A companion or coda to the Passenger, entirely in dialogue. While the characters are charming and well-rendered, believability is strained for me and the novel at times felt like a reading list more than a novel. It must be McCarthy's densest piece of writing, I will have to read it again to make heads or tails of it, but on my first reading it was a bibliography disguised as a Cormac McCarthy novel.
I did enjoy it though, and it led me down some fun research rabbit holes. Grothendieck is fascinating.
I don't have anything to add to the conversation about Shakespeare, he's remembered as great for a reason. Both as an architect and master of the English language. This stuff really went over my head when I was younger but it's almost dizzying how good of a writer he was. And he did it within the limitations of blank verse!

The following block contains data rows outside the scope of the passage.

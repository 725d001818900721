//! Call stack and call log panels fed by `tracing` spans.

use std::{
    collections::VecDeque,
    fmt::Write as _,
    sync::{Arc, Mutex},
};

use tracing::{span, Subscriber};
use tracing_subscriber::{layer::Context, registry::LookupSpan, Layer};

/// Number of entries retained by the call log.
pub const CALL_LOG_LEN: usize = 20;

/// Latest span stack plus a bounded history of entered spans.
#[derive(Clone, Debug, Default, PartialEq, Eq)]
pub struct CallLog {
    stack: Vec<String>,
    log: VecDeque<String>,
}

impl CallLog {
    /// Creates an empty call log.
    #[must_use]
    pub fn new() -> Self {
        Self::default()
    }

    /// Records entry into the innermost span of `stack`, ordered root first.
    ///
    /// The stack replaces the previous one and its innermost name is appended
    /// to the log, evicting the oldest entry once the log is full.
    pub fn record(&mut self, stack: Vec<String>) {
        if let Some(innermost) = stack.last() {
            if self.log.len() == CALL_LOG_LEN {
                let _ = self.log.pop_front();
            }
            self.log.push_back(innermost.clone());
        }
        self.stack = stack;
    }

    /// Span names of the latest entry, root first.
    #[must_use]
    pub fn stack(&self) -> &[String] {
        &self.stack
    }

    /// Entered span names, oldest first.
    pub fn log(&self) -> impl Iterator<Item = &str> {
        self.log.iter().map(String::as_str)
    }

    /// Renders the call stack panel.
    #[must_use]
    pub fn format_stack(&self) -> String {
        panel("Call stack:", self.stack.iter().map(String::as_str))
    }

    /// Renders the call log panel.
    #[must_use]
    pub fn format_log(&self) -> String {
        panel("Call log:", self.log())
    }
}

fn panel<'a>(title: &str, entries: impl Iterator<Item = &'a str>) -> String {
    let mut text = format!("{title}\n");
    for (index, entry) in entries.enumerate() {
        let _ = writeln!(text, "{entry}   | {}", index + 1);
    }
    text
}

/// Layer that mirrors span entries into a shared [`CallLog`].
#[derive(Clone, Debug, Default)]
pub struct CallLogLayer {
    calls: Arc<Mutex<CallLog>>,
}

impl CallLogLayer {
    /// Creates a layer with an empty call log.
    #[must_use]
    pub fn new() -> Self {
        Self::default()
    }

    /// Snapshot of the call log shared by every clone of this layer.
    ///
    /// Returns an empty log if the lock was poisoned.
    #[must_use]
    pub fn snapshot(&self) -> CallLog {
        self.calls
            .lock()
            .map(|calls| calls.clone())
            .unwrap_or_default()
    }
}

impl<S> Layer<S> for CallLogLayer
where
    S: Subscriber + for<'lookup> LookupSpan<'lookup>,
{
    fn on_enter(&self, id: &span::Id, ctx: Context<'_, S>) {
        let Some(span) = ctx.span(id) else {
            return;
        };
        let stack = span
            .scope()
            .from_root()
            .map(|entry| entry.name().to_owned())
            .collect();
        if let Ok(mut calls) = self.calls.lock() {
            calls.record(stack);
        }
    }
}

#[cfg(test)]
mod tests {
    use super::*;
    use tracing_subscriber::layer::SubscriberExt;

    fn names(names: &[&str]) -> Vec<String> {
        names.iter().map(|name| (*name).to_owned()).collect()
    }

    #[test]
    fn log_keeps_the_latest_entries() {
        let mut calls = CallLog::new();
        for index in 0..(CALL_LOG_LEN + 3) {
            calls.record(vec![format!("call_{index}")]);
        }

        let log: Vec<&str> = calls.log().collect();
        assert_eq!(log.len(), CALL_LOG_LEN);
        assert_eq!(log.first(), Some(&"call_3"));
        assert_eq!(calls.stack(), &names(&["call_22"])[..]);
    }

    #[test]
    fn empty_stack_is_not_logged() {
        let mut calls = CallLog::new();
        calls.record(Vec::new());
        assert_eq!(calls.log().count(), 0);
    }

    #[test]
    fn panels_number_entries_from_one() {
        let mut calls = CallLog::new();
        calls.record(names(&["apply", "interact"]));

        assert_eq!(calls.format_stack(), "Call stack:\napply   | 1\ninteract   | 2\n");
        assert_eq!(calls.format_log(), "Call log:\ninteract   | 1\n");
    }

    #[test]
    fn layer_records_entered_span_scopes() {
        let layer = CallLogLayer::new();
        let subscriber = tracing_subscriber::registry().with(layer.clone());

        tracing::subscriber::with_default(subscriber, || {
            let _outer = tracing::info_span!("apply").entered();
            let _inner = tracing::info_span!("place").entered();
        });

        let calls = layer.snapshot();
        assert_eq!(calls.stack(), &names(&["apply", "place"])[..]);
        assert_eq!(calls.log().collect::<Vec<_>>(), vec!["apply", "place"]);
    }
}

A book about the history and function of debt in antiquity, and the widespread practice of periodic debt forgiveness. The concept of silver (business) debts and grain (personal/subsistence agricultural) debts activates my almonds. The origin of numbers in the counting of valuable cattle. The biblical stuff is of particular interest, the church's early merging with the Roman state served to erase Jesus' more radical messages about forgiveness. We are always in the shadow of finance.
I love Salinger's style. Actions are always rendered raw, as in the ending of A Perfect Day for Bananafish while the dialogue of its (usually privileged) characters is often obscure or precocious. The friction between these things is what makes Catcher in the Rye such an interesting book, an interplay between Holden's interpretation of reality and the bare truth.
Identifies Google's innovations in advertising and metrics as a genuinely new form of capitalism. Her proposals for how this system works are not super interesting and the book is steeped in Liberal nostalgia, but the author conducted tons of original research and took special care to explain the tricks Google and co. have used to normalize surveillance over the years. She also made the same connection as me, between this stuff and B.F. Skinner's research, which felt nice.
Pokemon Go and the shadier parts of the StreetView project were headed by the same people. This is a great point for Pay to Win, to connect the whole surveillance capitalist project to games and explain Zuboff's guaranteed outcomes in terms of game-mechanical incentives.
Kojeve's lectures on Hegel were attended by all of the big name French existentialists, but it doesn't seem like they got much out of them. The way Kojeve bridges Hegel and Marx and blends in his own interpretations is fascinating, I really want to read his original works. I think about the diagrams all the time.